(RECORDS SUPPLIED begins)

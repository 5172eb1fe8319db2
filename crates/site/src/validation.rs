//! Declarative payload validation for form submissions.
//!
//! Each submission kind declares a [`Schema`]: an ordered table of
//! [`FieldRule`]s. [`validate`] evaluates every rule against the raw JSON
//! payload and collects *all* violations before returning, so a client can
//! fix the whole form in one round trip.
//!
//! On success the checked values are handed back as [`Fields`], from which
//! the model constructors pull typed values with defaults applied.

use std::collections::HashMap;
use std::fmt;

use serde::Serialize;
use serde_json::{Map, Value};
use url::Url;

use codevente_core::Email;

/// Message for a required field that is absent from the payload.
pub const REQUIRED: &str = "Required";

/// Message for an email field that fails format checks.
pub const INVALID_EMAIL: &str = "Please enter a valid email address";

/// Message for a URL field that fails to parse.
pub const INVALID_URL: &str = "Please enter a valid URL";

/// A single violated constraint.
#[derive(Debug, Clone, PartialEq, Eq, Serialize)]
pub struct FieldError {
    /// Payload key the violation applies to (empty for the payload itself).
    pub field: String,
    /// Human-readable description of the violation.
    pub message: String,
}

impl FieldError {
    /// Create a new field error.
    #[must_use]
    pub fn new(field: impl Into<String>, message: impl Into<String>) -> Self {
        Self {
            field: field.into(),
            message: message.into(),
        }
    }
}

/// All violations found in one payload, in schema order.
#[derive(Debug, Clone, PartialEq, Eq)]
pub struct ValidationErrors(Vec<FieldError>);

impl ValidationErrors {
    /// A single violation.
    #[must_use]
    pub fn single(field: impl Into<String>, message: impl Into<String>) -> Self {
        Self(vec![FieldError::new(field, message)])
    }

    /// The violations, in the order they were found.
    #[must_use]
    pub fn errors(&self) -> &[FieldError] {
        &self.0
    }

    /// Consume into the list of violations.
    #[must_use]
    pub fn into_errors(self) -> Vec<FieldError> {
        self.0
    }

    /// Whether any violation concerns `field`.
    #[must_use]
    pub fn has_field(&self, field: &str) -> bool {
        self.0.iter().any(|e| e.field == field)
    }
}

impl fmt::Display for ValidationErrors {
    fn fmt(&self, f: &mut fmt::Formatter<'_>) -> fmt::Result {
        write!(f, "{} field violation(s)", self.0.len())?;
        for error in &self.0 {
            write!(f, "; {}: {}", error.field, error.message)?;
        }
        Ok(())
    }
}

impl std::error::Error for ValidationErrors {}

/// The constraint applied to one field.
#[derive(Debug, Clone, Copy)]
pub enum Check {
    /// A string of at least `min_len` characters.
    Text {
        min_len: usize,
        message: &'static str,
    },
    /// A structurally valid email address.
    Email,
    /// An absolute URL. The empty string counts as absent.
    Url,
    /// A boolean. Absent means `false`.
    Flag,
}

/// One entry of a [`Schema`].
#[derive(Debug, Clone, Copy)]
pub struct FieldRule {
    pub name: &'static str,
    pub required: bool,
    pub check: Check,
}

impl FieldRule {
    /// A required string with a minimum character count.
    #[must_use]
    pub const fn text(name: &'static str, min_len: usize, message: &'static str) -> Self {
        Self {
            name,
            required: true,
            check: Check::Text { min_len, message },
        }
    }

    /// An optional free-form string.
    #[must_use]
    pub const fn optional_text(name: &'static str) -> Self {
        Self {
            name,
            required: false,
            check: Check::Text {
                min_len: 0,
                message: "",
            },
        }
    }

    /// A required email address.
    #[must_use]
    pub const fn email(name: &'static str) -> Self {
        Self {
            name,
            required: true,
            check: Check::Email,
        }
    }

    /// An optional URL; empty strings are accepted and dropped.
    #[must_use]
    pub const fn optional_url(name: &'static str) -> Self {
        Self {
            name,
            required: false,
            check: Check::Url,
        }
    }

    /// A boolean flag defaulting to `false`.
    #[must_use]
    pub const fn flag(name: &'static str) -> Self {
        Self {
            name,
            required: false,
            check: Check::Flag,
        }
    }
}

/// Ordered field rules for one submission kind.
pub type Schema = &'static [FieldRule];

#[derive(Debug)]
enum FieldValue {
    Text(String),
    Email(Email),
    Flag(bool),
}

/// Values that passed validation, keyed by field name.
///
/// Accessors take the value out, so each field is read at most once.
#[derive(Debug, Default)]
pub struct Fields {
    values: HashMap<&'static str, FieldValue>,
}

impl Fields {
    /// Take a required string.
    ///
    /// # Errors
    ///
    /// Returns a `Required` violation if the field was not validated as text.
    pub fn text(&mut self, name: &'static str) -> Result<String, ValidationErrors> {
        match self.values.remove(name) {
            Some(FieldValue::Text(s)) => Ok(s),
            _ => Err(ValidationErrors::single(name, REQUIRED)),
        }
    }

    /// Take an optional string (including optional URLs).
    pub fn optional_text(&mut self, name: &'static str) -> Option<String> {
        match self.values.remove(name) {
            Some(FieldValue::Text(s)) => Some(s),
            _ => None,
        }
    }

    /// Take a required email address.
    ///
    /// # Errors
    ///
    /// Returns a `Required` violation if the field was not validated as an email.
    pub fn email(&mut self, name: &'static str) -> Result<Email, ValidationErrors> {
        match self.values.remove(name) {
            Some(FieldValue::Email(e)) => Ok(e),
            _ => Err(ValidationErrors::single(name, REQUIRED)),
        }
    }

    /// Take a flag, defaulting to `false`.
    pub fn flag(&mut self, name: &'static str) -> bool {
        matches!(self.values.remove(name), Some(FieldValue::Flag(true)))
    }
}

/// Validate `payload` against every rule in `schema`.
///
/// Unknown keys are ignored. `null` on an optional field is treated as absent.
///
/// # Errors
///
/// Returns every violation found, in schema order.
pub fn validate(schema: Schema, payload: &Value) -> Result<Fields, ValidationErrors> {
    let Value::Object(object) = payload else {
        return Err(ValidationErrors::single(
            "",
            format!("Expected object, received {}", json_type(payload)),
        ));
    };

    let mut fields = Fields::default();
    let mut errors = Vec::new();

    for rule in schema {
        match check_field(rule, object) {
            Ok(Some(value)) => {
                fields.values.insert(rule.name, value);
            }
            Ok(None) => {}
            Err(message) => errors.push(FieldError::new(rule.name, message)),
        }
    }

    if errors.is_empty() {
        Ok(fields)
    } else {
        Err(ValidationErrors(errors))
    }
}

fn check_field(rule: &FieldRule, object: &Map<String, Value>) -> Result<Option<FieldValue>, String> {
    let value = match object.get(rule.name) {
        None => return absent(rule),
        Some(Value::Null) if !rule.required => return absent(rule),
        Some(value) => value,
    };

    match rule.check {
        Check::Flag => match value {
            Value::Bool(b) => Ok(Some(FieldValue::Flag(*b))),
            other => Err(type_mismatch("boolean", other)),
        },
        Check::Text { min_len, message } => {
            let s = expect_string(value)?;
            if s.chars().count() < min_len {
                return Err(message.to_owned());
            }
            Ok(Some(FieldValue::Text(s.to_owned())))
        }
        Check::Email => {
            let s = expect_string(value)?;
            Email::parse(s)
                .map(|email| Some(FieldValue::Email(email)))
                .map_err(|_| INVALID_EMAIL.to_owned())
        }
        Check::Url => {
            let s = expect_string(value)?;
            if s.is_empty() {
                return Ok(None);
            }
            Url::parse(s)
                .map(|_| Some(FieldValue::Text(s.to_owned())))
                .map_err(|_| INVALID_URL.to_owned())
        }
    }
}

fn absent(rule: &FieldRule) -> Result<Option<FieldValue>, String> {
    if rule.required {
        Err(REQUIRED.to_owned())
    } else {
        Ok(None)
    }
}

fn expect_string(value: &Value) -> Result<&str, String> {
    value.as_str().ok_or_else(|| type_mismatch("string", value))
}

fn type_mismatch(expected: &str, received: &Value) -> String {
    format!("Expected {expected}, received {}", json_type(received))
}

const fn json_type(value: &Value) -> &'static str {
    match value {
        Value::Null => "null",
        Value::Bool(_) => "boolean",
        Value::Number(_) => "number",
        Value::String(_) => "string",
        Value::Array(_) => "array",
        Value::Object(_) => "object",
    }
}

#[cfg(test)]
#[allow(clippy::unwrap_used)]
mod tests {
    use serde_json::json;

    use super::*;

    const SCHEMA: Schema = &[
        FieldRule::text("name", 1, "Name is required"),
        FieldRule::email("email"),
        FieldRule::optional_text("company"),
        FieldRule::optional_url("site"),
        FieldRule::text("bio", 5, "Bio too short"),
        FieldRule::flag("subscribe"),
    ];

    #[test]
    fn test_valid_payload_yields_fields() {
        let payload = json!({
            "name": "Ada",
            "email": "ada@example.com",
            "bio": "Engineer",
            "site": "https://ada.dev",
            "subscribe": true,
        });

        let mut fields = validate(SCHEMA, &payload).unwrap();
        assert_eq!(fields.text("name").unwrap(), "Ada");
        assert_eq!(fields.email("email").unwrap().as_str(), "ada@example.com");
        assert_eq!(fields.optional_text("company"), None);
        assert_eq!(fields.optional_text("site").as_deref(), Some("https://ada.dev"));
        assert!(fields.flag("subscribe"));
    }

    #[test]
    fn test_collects_all_violations_in_schema_order() {
        let payload = json!({ "name": "", "email": "nope", "bio": "hi" });

        let errors = validate(SCHEMA, &payload).unwrap_err();
        let fields: Vec<&str> = errors.errors().iter().map(|e| e.field.as_str()).collect();
        assert_eq!(fields, ["name", "email", "bio"]);
        assert_eq!(errors.errors()[0].message, "Name is required");
        assert_eq!(errors.errors()[1].message, INVALID_EMAIL);
        assert_eq!(errors.errors()[2].message, "Bio too short");
    }

    #[test]
    fn test_missing_required_field() {
        let payload = json!({ "email": "ada@example.com", "bio": "Engineer" });

        let errors = validate(SCHEMA, &payload).unwrap_err();
        assert_eq!(errors.errors(), [FieldError::new("name", REQUIRED)]);
    }

    #[test]
    fn test_type_mismatch_messages() {
        let payload = json!({
            "name": 42,
            "email": "ada@example.com",
            "bio": "Engineer",
            "subscribe": "yes",
        });

        let errors = validate(SCHEMA, &payload).unwrap_err();
        assert_eq!(
            errors.errors(),
            [
                FieldError::new("name", "Expected string, received number"),
                FieldError::new("subscribe", "Expected boolean, received string"),
            ]
        );
    }

    #[test]
    fn test_null_optional_is_absent_but_null_required_is_not() {
        let payload = json!({
            "name": null,
            "email": "ada@example.com",
            "bio": "Engineer",
            "company": null,
            "subscribe": null,
        });

        let errors = validate(SCHEMA, &payload).unwrap_err();
        assert_eq!(
            errors.errors(),
            [FieldError::new("name", "Expected string, received null")]
        );
    }

    #[test]
    fn test_empty_url_is_accepted_and_dropped() {
        let payload = json!({
            "name": "Ada",
            "email": "ada@example.com",
            "bio": "Engineer",
            "site": "",
        });

        let mut fields = validate(SCHEMA, &payload).unwrap();
        assert_eq!(fields.optional_text("site"), None);
    }

    #[test]
    fn test_malformed_url_is_rejected() {
        let payload = json!({
            "name": "Ada",
            "email": "ada@example.com",
            "bio": "Engineer",
            "site": "not a url",
        });

        let errors = validate(SCHEMA, &payload).unwrap_err();
        assert_eq!(errors.errors(), [FieldError::new("site", INVALID_URL)]);
    }

    #[test]
    fn test_min_length_counts_characters() {
        // Five characters, more than five bytes.
        let payload = json!({ "name": "Zoë", "email": "z@example.com", "bio": "héllo" });
        assert!(validate(SCHEMA, &payload).is_ok());
    }

    #[test]
    fn test_non_object_payload() {
        let errors = validate(SCHEMA, &json!(["a"])).unwrap_err();
        assert_eq!(
            errors.errors(),
            [FieldError::new("", "Expected object, received array")]
        );
    }

    #[test]
    fn test_flag_defaults_to_false() {
        let payload = json!({ "name": "Ada", "email": "ada@example.com", "bio": "Engineer" });
        let mut fields = validate(SCHEMA, &payload).unwrap();
        assert!(!fields.flag("subscribe"));
    }

    #[test]
    fn test_display_lists_violations() {
        let errors = ValidationErrors::single("name", "Name is required");
        assert_eq!(errors.to_string(), "1 field violation(s); name: Name is required");
    }
}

(RECORDS SUPPLIED ends)

For each line above that holds the string "FieldValue", provide a copy of that line.

enum FieldValue {
    values: HashMap<&'static str, FieldValue>,
            Some(FieldValue::Text(s)) => Ok(s),
            Some(FieldValue::Text(s)) => Some(s),
            Some(FieldValue::Email(e)) => Ok(e),
        matches!(self.values.remove(name), Some(FieldValue::Flag(true)))
fn check_field(rule: &FieldRule, object: &Map<String, Value>) -> Result<Option<FieldValue>, String> {
            Value::Bool(b) => Ok(Some(FieldValue::Flag(*b))),
            Ok(Some(FieldValue::Text(s.to_owned())))
                .map(|email| Some(FieldValue::Email(email)))
                .map(|_| Some(FieldValue::Text(s.to_owned())))
fn absent(rule: &FieldRule) -> Result<Option<FieldValue>, String> {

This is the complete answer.